Assembly: contig id, mrna id, protein id
Huref: NW001842404, XM002346337,XP002346378
Celera: NW927722, XM001716002, XP001716054
GRCH37: NT011786 NM001007551 NP_001007552
Why would a snp be linked to different genes in different assemblies? Hopefully this is simpler than the previous problem. I think the explanation in this case is that there is a family of very related genes on this chromosome and the SNP has been mapped to different members of this family in the different assemblies
My most grateful thanks for any light you can shed on this matter
For the versioning, data changes from release to release so you want to maintain a consistent release. Sorry to not be able to help with the database; your query seems correct but I don't have a local copy of 132 to compare. For question 2, I tried to edit the answer to be more clear: in summary, if you have different assemblies you also have different gene predictions.

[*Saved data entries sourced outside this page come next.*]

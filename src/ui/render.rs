use ratatui::{
    layout::{Constraint, Direction, Layout, Rect},
    style::{Modifier, Style},
    text::{Line, Span},
    widgets::{Block, Borders, Clear, Paragraph, Tabs},
    Frame,
};

use super::app::{App, InputMode, Screen};
use super::commands;
use super::theme;

pub(crate) fn render(f: &mut Frame, app: &App) {
    let chunks = Layout::default()
        .direction(Direction::Vertical)
        .constraints([
            Constraint::Length(1), // Month + tabs
            Constraint::Min(5),    // Main content
            Constraint::Length(1), // Status bar
            Constraint::Length(1), // Command bar
        ])
        .split(f.area());

    render_tab_bar(f, chunks[0], app);
    render_screen(f, chunks[1], app);
    render_status_bar(f, chunks[2], app);
    render_command_bar(f, chunks[3], app);

    if app.show_help {
        render_help_overlay(f, f.area());
    }
}

fn render_tab_bar(f: &mut Frame, area: Rect, app: &App) {
    let month_label = format!(" ◀ {} ▶ ", app.month);
    let cols = Layout::default()
        .direction(Direction::Horizontal)
        .constraints([
            Constraint::Length(month_label.chars().count() as u16),
            Constraint::Min(10),
        ])
        .split(area);

    let month = Paragraph::new(Span::styled(
        month_label,
        Style::default()
            .fg(theme::BASE)
            .bg(theme::ACCENT)
            .add_modifier(Modifier::BOLD),
    ));
    f.render_widget(month, cols[0]);

    let titles: Vec<Line> = Screen::all()
        .iter()
        .enumerate()
        .map(|(i, s)| {
            let label = format!("{}:{s}", i + 1);
            if *s == app.screen {
                Line::from(Span::styled(
                    label,
                    Style::default()
                        .fg(theme::ACCENT)
                        .add_modifier(Modifier::BOLD),
                ))
            } else {
                Line::from(Span::styled(label, theme::dim_style()))
            }
        })
        .collect();

    let tabs = Tabs::new(titles)
        .divider(Span::styled(" | ", Style::default().fg(theme::OVERLAY)))
        .style(Style::default().bg(theme::BASE));
    f.render_widget(tabs, cols[1]);
}

fn render_screen(f: &mut Frame, area: Rect, app: &App) {
    match app.screen {
        Screen::Dashboard => super::screens::dashboard::render(f, area, app),
        Screen::Debt => super::screens::debt::render(f, area, app),
        screen => {
            if let Some(kind) = screen.list_kind() {
                super::screens::items::render(f, area, app, kind);
            }
        }
    }
}

fn render_status_bar(f: &mut Frame, area: Rect, app: &App) {
    let mode_label = format!(" {} ", app.input_mode);
    let mode_bg = match app.input_mode {
        InputMode::Normal => theme::ACCENT,
        InputMode::Command | InputMode::Editing => theme::GREEN,
        InputMode::Confirm => theme::RED,
    };
    let mode_style = Style::default()
        .fg(theme::BASE)
        .bg(mode_bg)
        .add_modifier(Modifier::BOLD);

    let info = if app.ledger.is_empty() {
        format!(" {} | {} (no entries) ", app.screen, app.month)
    } else {
        format!(" {} | {} ", app.screen, app.month)
    };

    let right = match app.screen {
        Screen::Dashboard => " H/L month | 1-6 tabs | ? help ",
        Screen::Debt => " e edit | :debt <amount> | ? help ",
        _ => " a add | D delete | :clear | ? help ",
    };

    let used = mode_label.chars().count() + info.chars().count() + right.chars().count();
    let pad = (area.width as usize).saturating_sub(used);

    let bar = Paragraph::new(Line::from(vec![
        Span::styled(mode_label, mode_style),
        Span::styled(info, theme::status_bar_style()),
        Span::styled(" ".repeat(pad), theme::status_bar_style()),
        Span::styled(right, theme::status_bar_style()),
    ]));
    f.render_widget(bar, area);
}

fn render_command_bar(f: &mut Frame, area: Rect, app: &App) {
    let (content, cursor_offset) = match app.input_mode {
        InputMode::Command => (
            Line::from(vec![
                Span::styled(":", Style::default().fg(theme::ACCENT)),
                Span::styled(app.command_input.as_str(), theme::command_bar_style()),
            ]),
            Some(1 + app.command_input.chars().count() as u16),
        ),
        InputMode::Editing => (
            Line::from(vec![
                Span::styled("debt> $", Style::default().fg(theme::GREEN)),
                Span::styled(app.command_input.as_str(), theme::command_bar_style()),
            ]),
            Some(7 + app.command_input.chars().count() as u16),
        ),
        InputMode::Confirm => (
            Line::from(vec![
                Span::styled(app.confirm_message.as_str(), Style::default().fg(theme::YELLOW)),
                Span::styled(" [y/N] ", Style::default().fg(theme::RED)),
            ]),
            None,
        ),
        InputMode::Normal if app.status_message.is_empty() => (
            Line::from(Span::styled(
                " Press : for commands, a to add, ? for help",
                theme::dim_style(),
            )),
            None,
        ),
        InputMode::Normal => (
            Line::from(Span::styled(
                app.status_message.as_str(),
                theme::command_bar_style(),
            )),
            None,
        ),
    };

    let bar = Paragraph::new(content).style(Style::default().bg(theme::COMMAND_BG));
    f.render_widget(bar, area);

    if let Some(offset) = cursor_offset {
        f.set_cursor_position((area.x + offset, area.y));
    }
}

const KEY_HELP: &[(&str, &[&str])] = &[
    (
        "Navigation",
        &[
            "  1-6 / Tab        Switch tabs           H/L        Prev/Next month",
            "  j/k or Up/Down   Move cursor           g/G        Top/Bottom",
            "  Ctrl-q           Quit",
        ],
    ),
    (
        "Editing",
        &[
            "  a (list tabs)    Add an item           D          Delete selected item",
            "  e (Debt tab)     Edit debt payment     :          Command mode",
            "  Esc              Cancel                ?          This help",
        ],
    ),
];

fn render_help_overlay(f: &mut Frame, area: Rect) {
    let section_style = Style::default()
        .fg(theme::YELLOW)
        .add_modifier(Modifier::BOLD);

    let mut help_text = vec![
        Line::from(Span::styled(
            " Budget Dash Help ",
            Style::default()
                .fg(theme::ACCENT)
                .add_modifier(Modifier::BOLD),
        )),
        Line::from(""),
    ];
    for (section, lines) in KEY_HELP {
        help_text.push(Line::from(Span::styled(format!(" {section}"), section_style)));
        help_text.extend(
            lines
                .iter()
                .map(|l| Line::from(Span::styled(*l, theme::normal_style()))),
        );
        help_text.push(Line::from(""));
    }

    help_text.push(Line::from(Span::styled(" Commands", section_style)));
    // One line per command; aliases share a description
    let mut cmd_lines: Vec<(&str, &str)> = Vec::new();
    for (&name, cmd) in commands::COMMANDS.iter() {
        match cmd_lines.iter_mut().find(|(_, d)| *d == cmd.description) {
            Some(entry) if name.len() > entry.0.len() => entry.0 = name,
            Some(_) => {}
            None => cmd_lines.push((name, cmd.description)),
        }
    }
    cmd_lines.sort_by_key(|(name, _)| *name);
    for (name, desc) in &cmd_lines {
        help_text.push(Line::from(Span::styled(
            format!("  :{name:<12} {desc}"),
            theme::normal_style(),
        )));
    }

    help_text.push(Line::from(""));
    help_text.push(Line::from(Span::styled(
        " Press any key to close ",
        theme::dim_style(),
    )));

    let popup_height = (help_text.len() as u16 + 2).min(area.height.saturating_sub(2));
    let popup_width = 76.min(area.width.saturating_sub(4));
    let x = area.x + (area.width.saturating_sub(popup_width)) / 2;
    let y = area.y + (area.height.saturating_sub(popup_height)) / 2;
    let popup_area = Rect::new(x, y, popup_width, popup_height);

    f.render_widget(Clear, popup_area);
    let help = Paragraph::new(help_text).block(
        Block::default()
            .borders(Borders::ALL)
            .border_style(Style::default().fg(theme::ACCENT))
            .style(Style::default().bg(theme::BASE)),
    );
    f.render_widget(help, popup_area);
}
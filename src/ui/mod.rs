pub(crate) mod app;
pub(crate) mod commands;
pub(crate) mod render;
pub(crate) mod screens;
pub(crate) mod theme;
pub(crate) mod util;

#[cfg(test)]
#[path = "util_tests.rs"]
mod util_tests;
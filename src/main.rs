mod logging;
mod models;
mod run;
mod store;
mod ui;

use anyhow::Result;

fn main() -> Result<()> {
    let args: Vec<String> = std::env::args().collect();
    match args.get(1).map(String::as_str) {
        None => {}
        Some("--help" | "-h" | "help") => {
            print_usage();
            return Ok(());
        }
        Some("--version" | "-V" | "version") => {
            println!("budget-dash {}", env!("CARGO_PKG_VERSION"));
            return Ok(());
        }
        Some(other) => {
            print_usage();
            anyhow::bail!("Unknown argument: {other}");
        }
    }

    logging::init()?;
    run::as_tui(models::Month::current())
}

fn print_usage() {
    println!("Budget Dash - monthly budget dashboard for the terminal");
    println!();
    println!("Usage: budget-dash [--help | --version]");
    println!();
    println!("Budget data lives only for the running session and is discarded on exit.");
    println!();
    println!("Environment:");
    println!("  {:<24}tracing filter, e.g. debug (unset: no log file)", logging::LOG_ENV);
}
/// Calendar month without a year. Each month owns at most one ledger per session.
#[derive(Debug, Clone, Copy, PartialEq, Eq, Hash, PartialOrd, Ord)]
pub enum Month {
    January,
    February,
    March,
    April,
    May,
    June,
    July,
    August,
    September,
    October,
    November,
    December,
}

impl Month {
    pub fn all() -> &'static [Month] {
        &[
            Self::January,
            Self::February,
            Self::March,
            Self::April,
            Self::May,
            Self::June,
            Self::July,
            Self::August,
            Self::September,
            Self::October,
            Self::November,
            Self::December,
        ]
    }

    pub fn as_str(&self) -> &'static str {
        match self {
            Self::January => "January",
            Self::February => "February",
            Self::March => "March",
            Self::April => "April",
            Self::May => "May",
            Self::June => "June",
            Self::July => "July",
            Self::August => "August",
            Self::September => "September",
            Self::October => "October",
            Self::November => "November",
            Self::December => "December",
        }
    }

    /// 1-based month number.
    pub fn number(&self) -> u32 {
        *self as u32 + 1
    }

    pub fn from_number(n: u32) -> Option<Self> {
        n.checked_sub(1)
            .and_then(|i| Self::all().get(i as usize))
            .copied()
    }

    /// Accepts a full name, a three-letter prefix, or a number 1-12 (case-insensitive).
    pub fn parse(s: &str) -> Option<Self> {
        let s = s.trim();
        if let Ok(n) = s.parse::<u32>() {
            return Self::from_number(n);
        }
        let lower = s.to_lowercase();
        if lower.len() < 3 {
            return None;
        }
        Self::all()
            .iter()
            .find(|m| m.as_str().to_lowercase().starts_with(&lower))
            .copied()
    }

    pub fn next(&self) -> Self {
        Self::from_number(self.number() % 12 + 1).unwrap_or(Self::January)
    }

    pub fn prev(&self) -> Self {
        let n = if self.number() == 1 { 12 } else { self.number() - 1 };
        Self::from_number(n).unwrap_or(Self::December)
    }

    /// The month of the local clock.
    pub fn current() -> Self {
        use chrono::Datelike;
        Self::from_number(chrono::Local::now().month()).unwrap_or(Self::January)
    }
}

impl std::fmt::Display for Month {
    fn fmt(&self, f: &mut std::fmt::Formatter<'_>) -> std::fmt::Result {
        write!(f, "{}", self.as_str())
    }
}
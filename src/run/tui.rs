use anyhow::Result;
use crossterm::event::{self, Event, KeyCode, KeyEventKind, KeyModifiers};
use crossterm::{
    execute,
    terminal::{disable_raw_mode, enable_raw_mode, EnterAlternateScreen, LeaveAlternateScreen},
};
use ratatui::{backend::CrosstermBackend, Terminal};
use std::io;
use tracing::info;

use crate::models::Month;
use crate::store::BudgetStore;
use crate::ui::app::{App, InputMode, Screen};
use crate::ui::commands;
use crate::ui::util::{scroll_down, scroll_to_bottom, scroll_up};

/// Runs one interactive session. The store lives exactly as long as this call.
pub(crate) fn as_tui(month: Month) -> Result<()> {
    let mut store = BudgetStore::new();
    let mut app = App::new(month);
    app.refresh(&mut store);
    info!(%month, "session started");

    enable_raw_mode()?;
    let mut stdout = io::stdout();
    execute!(stdout, EnterAlternateScreen)?;
    let backend = CrosstermBackend::new(stdout);
    let mut terminal = Terminal::new(backend)?;

    let result = run_app(&mut terminal, &mut app, &mut store);

    disable_raw_mode()?;
    execute!(terminal.backend_mut(), LeaveAlternateScreen)?;
    terminal.show_cursor()?;

    info!(months = store.ledger_count(), "session ended, discarding ledgers");
    if let Err(ref e) = result {
        tracing::error!("session failed: {e:?}");
        eprintln!("Error: {e:?}");
    }

    result
}

fn run_app(
    terminal: &mut Terminal<CrosstermBackend<io::Stdout>>,
    app: &mut App,
    store: &mut BudgetStore,
) -> Result<()> {
    while app.running {
        terminal.draw(|f| {
            // tab bar, status bar, command bar, panel borders and table header
            let content_height = f.area().height.saturating_sub(10) as usize;
            app.visible_rows = content_height.max(1);
            crate::ui::render::render(f, app);
        })?;

        if let Event::Key(key) = event::read()? {
            if key.kind != KeyEventKind::Press {
                continue;
            }
            if app.show_help {
                app.show_help = false;
                continue;
            }
            match app.input_mode {
                InputMode::Normal => handle_normal_input(key, app, store)?,
                InputMode::Command => handle_command_input(key, app, store)?,
                InputMode::Editing => handle_editing_input(key, app, store),
                InputMode::Confirm => handle_confirm_input(key, app, store),
            }
        }
    }
    Ok(())
}

// ── Input handlers ───────────────────────────────────────────

fn handle_normal_input(
    key: event::KeyEvent,
    app: &mut App,
    store: &mut BudgetStore,
) -> Result<()> {
    match key.code {
        KeyCode::Char('q') | KeyCode::Char('c')
            if key.modifiers.contains(KeyModifiers::CONTROL) =>
        {
            app.running = false;
        }
        KeyCode::Char(':') => start_command(app, ""),
        KeyCode::Char('a') if app.screen.list_kind().is_some() => start_command(app, "add "),
        KeyCode::Char('e') if app.screen == Screen::Debt => {
            app.command_input = app.ledger.debt.to_string();
            app.input_mode = InputMode::Editing;
            app.set_status("Type the new debt payment, Enter to save");
        }
        KeyCode::Char('D') | KeyCode::Delete => commands::handle_command("delete", app, store)?,
        KeyCode::Char('j') | KeyCode::Down => {
            let len = app.current_items().len();
            scroll_down(&mut app.item_index, &mut app.item_scroll, len, app.visible_rows);
        }
        KeyCode::Char('k') | KeyCode::Up => scroll_up(&mut app.item_index, &mut app.item_scroll),
        KeyCode::Char('g') => {
            app.item_index = 0;
            app.item_scroll = 0;
        }
        KeyCode::Char('G') => {
            let len = app.current_items().len();
            scroll_to_bottom(&mut app.item_index, &mut app.item_scroll, len, app.visible_rows);
        }
        KeyCode::Char(c @ '1'..='6') => {
            let idx = c as usize - '1' as usize;
            if let Some(screen) = Screen::all().get(idx) {
                app.switch_screen(*screen);
            }
        }
        KeyCode::Tab => cycle_screen(app, 1),
        KeyCode::BackTab => cycle_screen(app, -1),
        KeyCode::Char('H') | KeyCode::Left => commands::handle_command("prev-month", app, store)?,
        KeyCode::Char('L') | KeyCode::Right => commands::handle_command("next-month", app, store)?,
        KeyCode::Char('?') => app.show_help = true,
        KeyCode::Esc => app.status_message.clear(),
        _ => {}
    }
    Ok(())
}

fn handle_command_input(
    key: event::KeyEvent,
    app: &mut App,
    store: &mut BudgetStore,
) -> Result<()> {
    match key.code {
        KeyCode::Enter => {
            let input = std::mem::take(&mut app.command_input);
            app.input_mode = InputMode::Normal;
            commands::handle_command(&input, app, store)?;
        }
        KeyCode::Esc => {
            app.input_mode = InputMode::Normal;
            app.command_input.clear();
        }
        KeyCode::Backspace => {
            app.command_input.pop();
            if app.command_input.is_empty() {
                app.input_mode = InputMode::Normal;
            }
        }
        KeyCode::Char('u') if key.modifiers.contains(KeyModifiers::CONTROL) => {
            app.command_input.clear();
        }
        KeyCode::Char(c) => app.command_input.push(c),
        _ => {}
    }
    Ok(())
}

fn handle_editing_input(key: event::KeyEvent, app: &mut App, store: &mut BudgetStore) {
    match key.code {
        KeyCode::Enter => {
            let input = std::mem::take(&mut app.command_input);
            app.input_mode = InputMode::Normal;
            if !input.trim().is_empty() {
                commands::set_debt(&input, app, store);
            }
        }
        KeyCode::Esc => {
            app.command_input.clear();
            app.input_mode = InputMode::Normal;
            app.set_status("Edit cancelled");
        }
        KeyCode::Backspace => {
            app.command_input.pop();
        }
        KeyCode::Char(c) if c.is_ascii_digit() || matches!(c, '.' | ',' | '$') => {
            app.command_input.push(c);
        }
        _ => {}
    }
}

fn handle_confirm_input(key: event::KeyEvent, app: &mut App, store: &mut BudgetStore) {
    let confirmed = matches!(key.code, KeyCode::Char('y') | KeyCode::Char('Y'));
    let action = app.pending_action.take();
    app.confirm_message.clear();
    app.input_mode = InputMode::Normal;

    match action {
        Some(action) if confirmed => commands::apply_pending(action, app, store),
        _ => app.set_status("Cancelled"),
    }
}

// ── Navigation helpers ───────────────────────────────────────

fn start_command(app: &mut App, prefill: &str) {
    app.command_input = prefill.to_string();
    app.input_mode = InputMode::Command;
}

fn cycle_screen(app: &mut App, step: isize) {
    let screens = Screen::all();
    let idx = screens.iter().position(|s| *s == app.screen).unwrap_or(0);
    let next = (idx as isize + step).rem_euclid(screens.len() as isize) as usize;
    app.switch_screen(screens[next]);
}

hi, i've seen the reports and don't want to use them. i specifically need to use the local database. The dbsnp version is not the issue as the print out from the webpage for this record that I have is actually from build 131. Regarding question 2, that wasn't what I was asking. I was wondering how the snp ended up being mapped to 3 different genes in the 3 different assemblies. Naturally i would only use one assembly for consistency, I was wondering for personal interest.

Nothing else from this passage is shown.